Maybe its worth going for a repair/install first, at least that gives you a chance to lose nothing. The Operating system will be installed but you should not lose anything. Have a look at the following link, the instructions are very easy to follow.

http://forums.malwarebytes.org/index.php?showtopic=61918

Would you rather give that a try than go for a Reformat and Full re-installation?


----------



## Pokeyturtle (Oct 25, 2012)

I'm really not sure what to do. I've backed up my whole C drive onto an old 80gb ipod, but that was before the malware was removed. I just backed up all pictures/music and important folders from my documents. My only concern is this TypeItIn program, as it was paid for. Not sure where to find my registration key for the program. If it's located somewhere in a folder, than it should be somewhere backed up on the ipod. I don't know....

Guess I could try it the safe way first. 

Okay, found my restoration cd's. I'm assuming the blue cd for the Operating System is the one to reinstall windows? If not, all I have left is the red drivers, yellow application and white InterVideo WinDVD.

I'm not able to shutdown my computer, to boot the Cd. Will I need to unplug from the wall?


----------



## kevinf80 (Mar 21, 2006)

If the CD is in the tray hold in the power button on your PC, that will power down. Leave for 10 minutes incase anything is overheated. Then re-boot, should give the option to boot from CD...


----------



## Pokeyturtle (Oct 25, 2012)

Wish me luck :up:


----------



## kevinf80 (Mar 21, 2006)

You`ll be fine, don`t worry. If the worst happens go for two JD`s then a Re-Format and Re-Install....


----------



## Pokeyturtle (Oct 25, 2012)

Hi Kevin,

Well, I made it through the reinstall of Windows. Not without complications though. Seems like soon as I fix one problem two more pop up. I'm still not able to use my CD burner and not my kids ipods can not connect to my wireless network anymore. 

I followed the clean up process in the above post, Crucial Scan and Malwarebytes still remain. Is there a removal tool for those as well?


----------



## kevinf80 (Mar 21, 2006)

For Malwarebytes it is ok to Uninstall via start > control panel > Add/Remove Programs..

For Crucial follow instructions here http://www.crucial.com/kb/answer.aspx?qid=4389

What is wrong with CD burner, I thought that was already working OK?


----------



## Pokeyturtle (Oct 25, 2012)

For Crucial Scan, went to C:\, Windows, and Downloaded Program Files. Nothing is in that file except for WUWebControl Class. Is it safe to say it's gone and I can just delete it from my desktop?
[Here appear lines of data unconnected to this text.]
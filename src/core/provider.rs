//! The translation provider: dictionaries, current locale, listeners.

use std::{fmt, sync::Arc};

use serde_json::Value;

use super::{
    data::TranslationData,
    dictionary::Dictionary,
    environment::{Environment, SystemEnvironment},
    error::{MalformedReason, TranslateError},
    interpolate::interpolate,
    locale::{LocaleCode, infer_initial_locale},
    phrase::Phrase,
    resolve::resolve,
    warning::{TracingSink, Warning, WarningSink},
};

/// Options the provider itself understands.
#[derive(Debug, Clone, Default, PartialEq, Eq)]
pub struct ProviderConfig {
    /// Preferred initial locale; ignored when no dictionary has it.
    pub default_locale: Option<LocaleCode>,
    /// Suppress every warning.
    pub quiet: bool,
}

/// Handle returned by [`Provider::on_language_changed`].
#[derive(Debug, Clone, Copy, PartialEq, Eq, Hash)]
pub struct Subscription(u64);

type LanguageListener = Box<dyn FnMut(&LocaleCode) + Send>;

/// Resolves tokens against per-locale dictionaries.
///
/// # Example
///
/// ```
/// use phrasebook::core::{Dictionary, PhraseTree, Provider, StaticEnvironment, TranslationData};
///
/// let en = Dictionary::new("en", PhraseTree::new().with("greeting", "Hello {{name}}"));
/// let de = Dictionary::new("DE", PhraseTree::new().with("greeting", "Hallo {{name}}"));
///
/// let mut provider = Provider::builder()
///     .dictionary(en)
///     .dictionary(de)
///     .environment(StaticEnvironment::new(["de-AT"]))
///     .build();
///
/// let data = TranslationData::new().with("name", "Ada");
/// assert_eq!(provider.translate("greeting", Some(&data), None), "Hallo Ada");
///
/// provider.set_language("en");
/// assert_eq!(provider.translate("greeting", Some(&data), None), "Hello Ada");
/// assert_eq!(provider.translate("missing.token", None, None), "missing.token");
/// ```
pub struct Provider {
    config: ProviderConfig,
    dictionaries: Vec<Dictionary>,
    current: Option<LocaleCode>,
    listeners: Vec<(Subscription, LanguageListener)>,
    next_subscription: u64,
    sink: Arc<dyn WarningSink>,
}

impl Provider {
    pub fn builder() -> ProviderBuilder {
        ProviderBuilder::default()
    }

    /// The locale used when `translate` gets no override.
    pub fn get_language(&self) -> Option<&LocaleCode> {
        self.current.as_ref()
    }

    /// Switch the current locale.
    ///
    /// Unknown locales leave the state untouched and emit
    /// [`Warning::UnknownLocale`]. On success every listener is notified
    /// before this returns. Returns whether the locale was set.
    pub fn set_language(&mut self, code: impl Into<LocaleCode>) -> bool {
        let code = code.into();
        if !self.has_locale(&code) {
            self.report(Warning::UnknownLocale { locale: code });
            return false;
        }

        self.current = Some(code.clone());
        for (_, listener) in &mut self.listeners {
            listener(&code);
        }
        true
    }

    /// Register a callback fired after every successful [`set_language`](Self::set_language).
    pub fn on_language_changed(
        &mut self,
        listener: impl FnMut(&LocaleCode) + Send + 'static,
    ) -> Subscription {
        let subscription = Subscription(self.next_subscription);
        self.next_subscription += 1;
        self.listeners.push((subscription, Box::new(listener)));
        subscription
    }

    /// Remove a listener. Returns false if it was already gone.
    pub fn unsubscribe(&mut self, subscription: Subscription) -> bool {
        let before = self.listeners.len();
        self.listeners.retain(|(id, _)| *id != subscription);
        self.listeners.len() != before
    }

    /// Translate `token`, falling back to the token itself on any failure.
    ///
    /// `locale` overrides the current locale for this call only. Failures are
    /// reported through the warning sink unless the provider is quiet.
    pub fn translate(
        &self,
        token: &str,
        data: Option<&TranslationData>,
        locale: Option<&str>,
    ) -> String {
        match self.try_translate(token, data, locale) {
            Ok(text) => text,
            Err(error) => {
                self.report(Warning::Translate(error));
                token.to_string()
            }
        }
    }

    /// Like [`translate`](Self::translate), but failures are returned instead
    /// of reported.
    pub fn try_translate(
        &self,
        token: &str,
        data: Option<&TranslationData>,
        locale: Option<&str>,
    ) -> Result<String, TranslateError> {
        let locale = match locale {
            Some(code) => LocaleCode::new(code),
            None => self.current.clone().unwrap_or_else(|| LocaleCode::new("")),
        };

        let Some(dictionary) = self.dictionary(locale.as_str()) else {
            return Err(TranslateError::NoDictionary {
                locale,
                token: token.to_string(),
            });
        };

        let Some(phrase) = resolve(&dictionary.phrases, token) else {
            return Err(TranslateError::NotFound {
                locale,
                token: token.to_string(),
            });
        };

        let empty = TranslationData::default();
        let data = data.unwrap_or(&empty);

        match &*phrase {
            Phrase::Context(phrase) => {
                let text = phrase.call(data.ctx().unwrap_or(&Value::Null));
                Ok(interpolate(&text, data.values()))
            }
            Phrase::Variants(variants) => {
                let text = variants.select(data.count());
                Ok(interpolate(text, &data.values_with_count()))
            }
            Phrase::Text(text) => Ok(interpolate(text, data.values())),
            Phrase::Tree(_) => Err(TranslateError::MalformedPhrase {
                locale,
                token: token.to_string(),
                reason: MalformedReason::NotALeaf,
            }),
        }
    }

    /// A translate function bound to this provider, for handing to views.
    pub fn translator(&self) -> impl Fn(&str, Option<&TranslationData>) -> String + '_ {
        move |token, data| self.translate(token, data, None)
    }

    pub fn has_locale(&self, code: &LocaleCode) -> bool {
        self.dictionaries.iter().any(|d| &d.locale == code)
    }

    /// Dictionary locales in insertion order.
    pub fn locales(&self) -> impl Iterator<Item = &LocaleCode> {
        self.dictionaries.iter().map(|d| &d.locale)
    }

    pub fn dictionary(&self, locale: &str) -> Option<&Dictionary> {
        let locale = LocaleCode::new(locale);
        self.dictionaries.iter().find(|d| d.locale == locale)
    }

    pub fn dictionaries(&self) -> &[Dictionary] {
        &self.dictionaries
    }

    pub fn config(&self) -> &ProviderConfig {
        &self.config
    }

    pub(crate) fn report(&self, warning: Warning) {
        if !self.config.quiet {
            self.sink.warn(&warning);
        }
    }
}

impl fmt::Debug for Provider {
    fn fmt(&self, f: &mut fmt::Formatter<'_>) -> fmt::Result {
        f.debug_struct("Provider")
            .field("config", &self.config)
            .field("locales", &self.locales().collect::<Vec<_>>())
            .field("current", &self.current)
            .field("listeners", &self.listeners.len())
            .finish()
    }
}

/// Typed construction for [`Provider`].
#[derive(Default)]
pub struct ProviderBuilder {
    config: ProviderConfig,
    dictionaries: Vec<Dictionary>,
    environment: Option<Box<dyn Environment>>,
    sink: Option<Arc<dyn WarningSink>>,
}

impl ProviderBuilder {
    pub fn config(mut self, config: ProviderConfig) -> Self {
        self.config = config;
        self
    }

    pub fn default_locale(mut self, locale: impl Into<LocaleCode>) -> Self {
        self.config.default_locale = Some(locale.into());
        self
    }

    pub fn quiet(mut self, quiet: bool) -> Self {
        self.config.quiet = quiet;
        self
    }

    pub fn dictionary(mut self, dictionary: Dictionary) -> Self {
        self.dictionaries.push(dictionary);
        self
    }

    pub fn dictionaries(mut self, dictionaries: impl IntoIterator<Item = Dictionary>) -> Self {
        self.dictionaries.extend(dictionaries);
        self
    }

    /// Source of ambient locale preferences. Defaults to [`SystemEnvironment`].
    pub fn environment(mut self, environment: impl Environment + 'static) -> Self {
        self.environment = Some(Box::new(environment));
        self
    }

    /// Where warnings go. Defaults to [`TracingSink`].
    pub fn warnings(mut self, sink: impl WarningSink + 'static) -> Self {
        self.sink = Some(Arc::new(sink));
        self
    }

    pub fn build(self) -> Provider {
        let mut dictionaries: Vec<Dictionary> = Vec::with_capacity(self.dictionaries.len());
        for dictionary in self.dictionaries {
            match dictionaries.iter_mut().find(|d| d.locale == dictionary.locale) {
                Some(existing) => {
                    tracing::debug!(locale = %dictionary.locale, "replacing duplicate dictionary");
                    existing.phrases = dictionary.phrases;
                }
                None => dictionaries.push(dictionary),
            }
        }

        let environment = self
            .environment
            .unwrap_or_else(|| Box::new(SystemEnvironment));
        let available: Vec<LocaleCode> = dictionaries.iter().map(|d| d.locale.clone()).collect();
        let current = infer_initial_locale(
            &available,
            self.config.default_locale.as_ref(),
            &environment.ambient_locale_preferences(),
        );

        let provider = Provider {
            config: self.config,
            dictionaries,
            current,
            listeners: Vec::new(),
            next_subscription: 0,
            sink: self.sink.unwrap_or_else(|| Arc::new(TracingSink)),
        };

        if provider.dictionaries.is_empty() {
            provider.report(Warning::NoDictionaries);
        }
        provider
    }
}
Also noticed a few more files in C:/ and I'm not sure if they should be there....
ComboFix101 - contains 1 folder (iexplore)
ComboFix1011402C - contains 255 files, 2 folders 
TDSSKiller_Quarantine - 142 files, 2 folders
Tweaking.com_Windows_Repair_Logs - 7 files, 0 folders

and in program files..
Hitman Pro 3.5

As for the CD burner, (Roxio, I believe this program came with my computer?) Error says: Easy CD Creator Engine initialization failed: (could not load CDR4)
Another error says: CreatorAPI can't see all the cdroms in the system. Please check if they are connected properly.
Then another error say: Disc copier could not locate a supported CD-ROM reader. You will not be able to make disc-to-disc copies.


----------



## kevinf80 (Mar 21, 2006)

Yes to Crucial, delete from Desktop.

Yes to C:\ Question , Delete all entries you quote.
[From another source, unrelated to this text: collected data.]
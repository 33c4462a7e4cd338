//! Attribute-driven rendering on top of [`Provider::translate`].
//!
//! The host supplies element access through [`RenderTarget`] and [`Element`];
//! this module only decides which attributes to read and what to write.
//!
//! For a marker attribute `phrase`:
//!
//! - `phrase="nav.home"` translates into the element's text
//! - `phrase-html` (present) writes the translation as HTML instead
//! - `phrase-title="nav.tooltip"` translates into the `title` attribute

use crate::{
    config::Config,
    core::{Provider, Warning},
};

/// Mutable access to one element.
pub trait Element {
    fn attribute(&self, name: &str) -> Option<String>;
    fn attribute_names(&self) -> Vec<String>;
    fn set_attribute(&mut self, name: &str, value: &str);
    fn remove_attribute(&mut self, name: &str);
    fn set_text(&mut self, text: &str);
    fn set_html(&mut self, html: &str);
}

/// A root that can enumerate its descendants carrying a given attribute.
pub trait RenderTarget {
    fn for_each_marked(&mut self, attribute: &str, visit: &mut dyn FnMut(&mut dyn Element));
}

#[derive(Debug, Clone, PartialEq, Eq)]
pub struct RenderOptions {
    pub target_attribute: String,
    pub ignore_attributes: bool,
    pub remove_attributes_on_render: bool,
}

impl Default for RenderOptions {
    fn default() -> Self {
        RenderOptions::from(&Config::default())
    }
}

impl From<&Config> for RenderOptions {
    fn from(config: &Config) -> Self {
        Self {
            target_attribute: config.target_attribute.clone(),
            ignore_attributes: config.ignore_attributes,
            remove_attributes_on_render: config.remove_attributes_on_render,
        }
    }
}

/// What a render pass touched.
#[derive(Debug, Clone, Copy, Default, PartialEq, Eq)]
pub struct RenderSummary {
    pub elements: usize,
    pub contents_written: usize,
    pub attributes_written: usize,
}

pub struct Renderer<'a> {
    provider: &'a Provider,
    options: RenderOptions,
}

impl<'a> Renderer<'a> {
    pub fn new(provider: &'a Provider, options: RenderOptions) -> Self {
        Self { provider, options }
    }

    /// Translate every marked element below `target`.
    ///
    /// A missing target is reported as [`Warning::MissingRenderTarget`].
    pub fn render(&self, target: Option<&mut dyn RenderTarget>) -> RenderSummary {
        let mut summary = RenderSummary::default();
        let Some(target) = target else {
            self.provider.report(Warning::MissingRenderTarget);
            return summary;
        };

        let marker = self.options.target_attribute.as_str();
        target.for_each_marked(marker, &mut |element| {
            summary.elements += 1;
            if self.render_content(element) {
                summary.contents_written += 1;
            }
            if !self.options.ignore_attributes {
                summary.attributes_written += self.render_attributes(element);
            }
            if self.options.remove_attributes_on_render {
                self.remove_markers(element);
            }
        });
        summary
    }

    /// Content is left alone when translation fell back to the token.
    fn render_content(&self, element: &mut dyn Element) -> bool {
        let Some(token) = element.attribute(&self.options.target_attribute) else {
            return false;
        };
        let translated = self.provider.translate(&token, None, None);
        if translated == token {
            return false;
        }

        if element.attribute(&self.html_marker()).is_some() {
            element.set_html(&translated);
        } else {
            element.set_text(&translated);
        }
        true
    }

    fn render_attributes(&self, element: &mut dyn Element) -> usize {
        let prefix = format!("{}-", self.options.target_attribute);
        let html_marker = self.html_marker();
        let mut written = 0;

        for name in element.attribute_names() {
            if name == html_marker {
                continue;
            }
            let Some(target_name) = name.strip_prefix(&prefix).filter(|n| !n.is_empty()) else {
                continue;
            };
            let Some(token) = element.attribute(&name) else {
                continue;
            };
            let translated = self.provider.translate(&token, None, None);
            element.set_attribute(target_name, &translated);
            written += 1;
        }
        written
    }

    fn remove_markers(&self, element: &mut dyn Element) {
        let marker = &self.options.target_attribute;
        let prefix = format!("{}-", marker);
        for name in element.attribute_names() {
            if &name == marker || name.starts_with(&prefix) {
                element.remove_attribute(&name);
            }
        }
    }

    fn html_marker(&self) -> String {
        format!("{}-html", self.options.target_attribute)
    }
}
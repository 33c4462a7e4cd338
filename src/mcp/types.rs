use schemars::JsonSchema;
use serde::{Deserialize, Serialize};
use serde_json::{Map, Value};

// ============================================================
// Params
// ============================================================

#[derive(Debug, Deserialize, JsonSchema)]
#[serde(rename_all = "camelCase")]
pub struct GetConfigParams {
    /// Absolute path to the project root (where .phrasebookrc.json lives)
    pub project_root_path: String,
}

#[derive(Debug, Deserialize, JsonSchema)]
#[serde(rename_all = "camelCase")]
pub struct GetLocalesParams {
    /// Absolute path to the project root
    pub project_root_path: String,
}

#[derive(Debug, Deserialize, JsonSchema)]
#[serde(rename_all = "camelCase")]
pub struct TranslateParams {
    /// Absolute path to the project root
    pub project_root_path: String,
    /// Dot-separated token, e.g. "nav.home" or "cart.items.[...]"
    pub token: String,
    /// Locale to translate in (default: the project's initial locale)
    pub locale: Option<String>,
    /// Interpolation values; "count" selects a plural variant
    pub data: Option<Map<String, Value>>,
}

// ============================================================
// Config Types (get_config)
// ============================================================

/// Configuration DTO for MCP
#[derive(Debug, Serialize, JsonSchema)]
#[serde(rename_all = "camelCase")]
pub struct ConfigDto {
    /// True if config was loaded from a file, false if using defaults
    pub from_file: bool,
    pub config: ConfigValues,
}

#[derive(Debug, Serialize, JsonSchema)]
#[serde(rename_all = "camelCase")]
pub struct ConfigValues {
    pub messages_root: String,
    pub default_locale: Option<String>,
    pub quiet: bool,
    pub target_attribute: String,
    pub ignore_attributes: bool,
    pub remove_attributes_on_render: bool,
}

impl From<crate::config::Config> for ConfigValues {
    fn from(c: crate::config::Config) -> Self {
        Self {
            messages_root: c.messages_root,
            default_locale: c.default_locale.map(String::from),
            quiet: c.quiet,
            target_attribute: c.target_attribute,
            ignore_attributes: c.ignore_attributes,
            remove_attributes_on_render: c.remove_attributes_on_render,
        }
    }
}

// ============================================================
// Locales Types (get_locales)
// ============================================================

/// Result of get_locales operation
#[derive(Debug, Serialize, JsonSchema)]
#[serde(rename_all = "camelCase")]
pub struct LocalesResult {
    pub messages_root: String,
    /// Locale chosen when nothing else is requested
    pub current_locale: Option<String>,
    pub locales: Vec<LocaleInfo>,
    /// Files that could not be loaded
    pub warnings: Vec<FileWarning>,
}

/// Information about a single locale
#[derive(Debug, Serialize, JsonSchema)]
#[serde(rename_all = "camelCase")]
pub struct LocaleInfo {
    pub locale: String,
    pub file_path: String,
    pub key_count: usize,
}

#[derive(Debug, Serialize, JsonSchema)]
#[serde(rename_all = "camelCase")]
pub struct FileWarning {
    pub file_path: String,
    pub error: String,
}

// ============================================================
// Translate Types (translate)
// ============================================================

#[derive(Debug, Serialize, JsonSchema)]
#[serde(rename_all = "camelCase")]
pub struct TranslateResult {
    /// Locale the token was looked up in
    pub locale: Option<String>,
    pub token: String,
    /// The translation, or the token itself on fallback
    pub result: String,
    /// False when the result is a fallback
    pub translated: bool,
    pub warnings: Vec<String>,
}
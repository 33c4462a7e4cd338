pub mod check;
pub mod init;
pub mod keys;
pub mod locales;
pub mod project;
pub mod translate;
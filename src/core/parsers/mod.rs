//! Message file parsers.
//!
//! - `json`: `<locale>.json` dictionaries in a messages directory

pub mod json;
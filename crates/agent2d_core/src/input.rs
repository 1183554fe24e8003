//! Key polling
//!
//! Entities never see window events. They ask an [`InputState`] whether a
//! key, identified by its character code, is currently held.

use std::collections::HashSet;

use serde::{Deserialize, Serialize};

/// Source of key-down state, polled once per tick
pub trait InputState {
    /// True while `key` is held. Letters match case-insensitively.
    fn is_key_down(&self, key: char) -> bool;
}

/// Key assignments for driving a tank
#[derive(Debug, Clone, PartialEq, Serialize, Deserialize)]
#[serde(default)]
pub struct KeyBindings {
    pub up: char,
    pub down: char,
    pub left: char,
    pub right: char,
    /// Turret counter-clockwise
    pub turn_left: char,
    /// Turret clockwise
    pub turn_right: char,
}

impl Default for KeyBindings {
    fn default() -> Self {
        Self {
            up: 'W',
            down: 'S',
            left: 'A',
            right: 'D',
            turn_left: 'Q',
            turn_right: 'E',
        }
    }
}

/// Input state driven by code instead of a keyboard
///
/// Used by the headless simulation and by tests.
#[derive(Debug, Clone, Default)]
pub struct ScriptedInput {
    held: HashSet<char>,
}

impl ScriptedInput {
    pub fn new() -> Self {
        Self::default()
    }

    /// Hold `key` until released
    pub fn press(&mut self, key: char) {
        self.held.insert(key.to_ascii_uppercase());
    }

    pub fn release(&mut self, key: char) {
        self.held.remove(&key.to_ascii_uppercase());
    }

    pub fn release_all(&mut self) {
        self.held.clear();
    }

    /// Replace the held set with exactly `keys`
    pub fn set_held<I: IntoIterator<Item = char>>(&mut self, keys: I) {
        self.held = keys.into_iter().map(|k| k.to_ascii_uppercase()).collect();
    }

    pub fn held_count(&self) -> usize {
        self.held.len()
    }
}

impl InputState for ScriptedInput {
    fn is_key_down(&self, key: char) -> bool {
        self.held.contains(&key.to_ascii_uppercase())
    }
}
Yes to Hitman Pro, Uninstall via Start > Control Panel > Add/Remove Programs.

Regarding your CD burner problem, Do you mean Roxio will not work? Maybe you will have to re-install that software. Or check for any updates for that software. Have a read through this link regarding a patch for that software, is old thread but may give you good information http://forums.support.roxio.com/topic/7877-engine-initialization-has-failed-could-not-load-cdr4/

Did you not create some CD`s earlier in this thread, I mean actually burn a CD?

Kevin..


----------



## Pokeyturtle (Oct 25, 2012)

WooHoo, I finally fixed something in a timely manor! Roxio did come with my computer, so I was able to find and repair it from my Applications CD. 

No, I was never able to burn a cd earlier in this thread. You wanted me to do a check of my HD, by going to Seagate. I wasn't able to make the bootable cd from the iso image. 
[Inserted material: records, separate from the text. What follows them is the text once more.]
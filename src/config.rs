//! Application configuration
//!
//! Configuration is loaded from multiple sources with the following priority (lowest to highest):
//! 1. `config/default.toml` (version controlled)
//! 2. `config/user.toml` (gitignored, user overrides)
//! 3. Environment variables (`AGENT2D_SECTION__KEY`)

use agent2d_core::{KeyBindings, TankSettings};
use agent2d_math::{Point2, Vector2};
use figment::{Figment, providers::{Format, Toml, Env}};
use serde::{Serialize, Deserialize};
use std::path::Path;

/// Main application configuration
#[derive(Debug, Clone, Default, Serialize, Deserialize)]
pub struct AppConfig {
    /// Tank configuration
    #[serde(default)]
    pub tank: TankConfig,
    /// Headless run configuration
    #[serde(default)]
    pub simulation: SimulationConfig,
    /// Debug configuration
    #[serde(default)]
    pub debug: DebugConfig,
}

impl AppConfig {
    /// Load configuration from default locations
    ///
    /// Priority (lowest to highest):
    /// 1. `config/default.toml`
    /// 2. `config/user.toml`
    /// 3. Environment variables (`AGENT2D_*`)
    pub fn load() -> Result<Self, ConfigError> {
        Self::load_from("config")
    }

    /// Load configuration from a specific config directory
    pub fn load_from<P: AsRef<Path>>(config_dir: P) -> Result<Self, ConfigError> {
        let config_dir = config_dir.as_ref();
        let default_path = config_dir.join("default.toml");
        let user_path = config_dir.join("user.toml");

        let mut figment = Figment::new();

        if default_path.exists() {
            figment = figment.merge(Toml::file(&default_path));
        }

        if user_path.exists() {
            figment = figment.merge(Toml::file(&user_path));
        }

        // AGENT2D_TANK__SPEED=90 -> tank.speed = 90
        figment = figment.merge(Env::prefixed("AGENT2D_").split("__"));

        let config: Self = figment.extract()?;
        config.validate()?;
        Ok(config)
    }

    /// Reject values the simulation cannot run with
    pub fn validate(&self) -> Result<(), ConfigError> {
        let step = self.simulation.timestep;
        if !(step.is_finite() && step > 0.0) {
            return Err(ConfigError::invalid(format!(
                "simulation.timestep must be a positive number, got {}",
                step
            )));
        }
        if self.tank.speed.is_nan() || self.tank.turn_rate.is_nan() {
            return Err(ConfigError::invalid("tank speed and turn_rate must be numbers"));
        }
        for window in &self.simulation.script {
            if window.from_tick > window.to_tick {
                return Err(ConfigError::invalid(format!(
                    "script window {}..{} ends before it starts",
                    window.from_tick, window.to_tick
                )));
            }
        }
        Ok(())
    }
}

/// Tank configuration
#[derive(Debug, Clone, Serialize, Deserialize)]
#[serde(default)]
pub struct TankConfig {
    /// Starting position [x, y]
    pub start_position: [f32; 2],
    /// Movement speed (units per second)
    pub speed: f32,
    /// Turret rotation speed (radians per second)
    pub turn_rate: f32,
    /// Body [width, height]
    pub body_size: [f32; 2],
    /// Turret barrel length
    pub turret_length: f32,
    /// Key bindings
    pub keys: KeyBindings,
}

impl Default for TankConfig {
    fn default() -> Self {
        let settings = TankSettings::default();
        Self {
            start_position: [0.0, 0.0],
            speed: settings.speed,
            turn_rate: settings.turn_rate,
            body_size: settings.body_size.into(),
            turret_length: settings.turret_length,
            keys: settings.keys,
        }
    }
}

impl TankConfig {
    /// Convert to the entity's settings
    pub fn to_settings(&self) -> TankSettings {
        TankSettings {
            speed: self.speed,
            turn_rate: self.turn_rate,
            body_size: Vector2::from(self.body_size),
            turret_length: self.turret_length,
            keys: self.keys.clone(),
        }
    }

    pub fn start_point(&self) -> Point2 {
        Point2::from(self.start_position)
    }
}

/// Keys held for a range of ticks
#[derive(Debug, Clone, PartialEq, Serialize, Deserialize)]
pub struct KeyWindow {
    /// First tick the keys are held
    pub from_tick: u32,
    /// Tick at which the keys are released (exclusive)
    pub to_tick: u32,
    /// Held keys, one character each
    pub keys: String,
}

impl KeyWindow {
    pub fn is_active(&self, tick: u32) -> bool {
        (self.from_tick..self.to_tick).contains(&tick)
    }
}

/// Headless run configuration
#[derive(Debug, Clone, Serialize, Deserialize)]
#[serde(default)]
pub struct SimulationConfig {
    /// Number of fixed steps to run
    pub ticks: u32,
    /// Seconds per step
    pub timestep: f32,
    /// Scripted key presses
    pub script: Vec<KeyWindow>,
}

impl Default for SimulationConfig {
    fn default() -> Self {
        Self {
            ticks: 60,
            timestep: 1.0 / 60.0,
            script: Vec::new(),
        }
    }
}

/// Debug configuration
#[derive(Debug, Clone, Serialize, Deserialize)]
#[serde(default)]
pub struct DebugConfig {
    /// Log level (error, warn, info, debug, trace)
    pub log_level: String,
}

impl Default for DebugConfig {
    fn default() -> Self {
        Self {
            log_level: "info".to_string(),
        }
    }
}

/// Configuration error
#[derive(Debug)]
pub struct ConfigError {
    message: String,
}

impl ConfigError {
    fn invalid(message: impl Into<String>) -> Self {
        ConfigError {
            message: message.into(),
        }
    }
}

impl From<figment::Error> for ConfigError {
    fn from(e: figment::Error) -> Self {
        ConfigError {
            message: e.to_string(),
        }
    }
}

impl std::fmt::Display for ConfigError {
    fn fmt(&self, f: &mut std::fmt::Formatter<'_>) -> std::fmt::Result {
        write!(f, "Configuration error: {}", self.message)
    }
}

impl std::error::Error for ConfigError {}

#[cfg(test)]
mod tests {
    use super::*;

    #[test]
    fn test_default_config() {
        let config = AppConfig::default();
        assert_eq!(config.tank.speed, 60.0);
        assert_eq!(config.simulation.ticks, 60);
        assert_eq!(config.debug.log_level, "info");
        assert!(config.validate().is_ok());
    }

    #[test]
    fn test_config_serialization() {
        let config = AppConfig::default();
        let toml = toml::to_string(&config).unwrap();
        assert!(toml.contains("turret_length"));
        assert!(toml.contains("timestep"));
        assert!(toml.contains("[tank.keys]"));
    }

    #[test]
    fn test_partial_sections_fill_defaults() {
        let config: AppConfig = toml::from_str(
            r#"
            [tank]
            speed = 90.0

            [[simulation.script]]
            from_tick = 0
            to_tick = 30
            keys = "D"
            "#,
        )
        .unwrap();
        assert_eq!(config.tank.speed, 90.0);
        assert_eq!(config.tank.turret_length, TankSettings::default().turret_length);
        assert_eq!(config.tank.keys, KeyBindings::default());
        assert_eq!(config.simulation.ticks, 60);
        assert_eq!(config.simulation.script.len(), 1);
    }

    #[test]
    fn test_to_settings() {
        let mut config = TankConfig::default();
        config.start_position = [5.0, -3.0];
        config.body_size = [10.0, 4.0];
        config.keys.up = 'I';
        let settings = config.to_settings();
        assert_eq!(settings.body_size, Vector2::new(10.0, 4.0));
        assert_eq!(settings.keys.up, 'I');
        assert_eq!(config.start_point(), Point2::new(5.0, -3.0));
    }

    #[test]
    fn test_key_window_is_half_open() {
        let window = KeyWindow {
            from_tick: 2,
            to_tick: 4,
            keys: "W".to_string(),
        };
        assert!(!window.is_active(1));
        assert!(window.is_active(2));
        assert!(window.is_active(3));
        assert!(!window.is_active(4));
    }

    #[test]
    fn test_validate_rejects_bad_timestep() {
        let mut config = AppConfig::default();
        config.simulation.timestep = 0.0;
        let err = config.validate().unwrap_err();
        assert!(err.to_string().contains("timestep"));

        config.simulation.timestep = f32::NAN;
        assert!(config.validate().is_err());
    }

    #[test]
    fn test_validate_rejects_reversed_window() {
        let mut config = AppConfig::default();
        config.simulation.script.push(KeyWindow {
            from_tick: 10,
            to_tick: 5,
            keys: "D".to_string(),
        });
        assert!(config.validate().is_err());
    }
}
Guess I'll be working on the ipod/wifi issue next. If I'm able to fix that too, I won't know what to do with myself anymore.


----------



## kevinf80 (Mar 21, 2006)

Sooooh, are we finally at a stage where your system is working? Give me an update on any remaining issues/concerns...

Regarding the iPod issue go here http://www.apple.com/support/ipodtouch/assistant/wifi/ use the instructions provided by apple to connect to wifi network etc... Well worth bookmarking that site for future needs..

Kevin


----------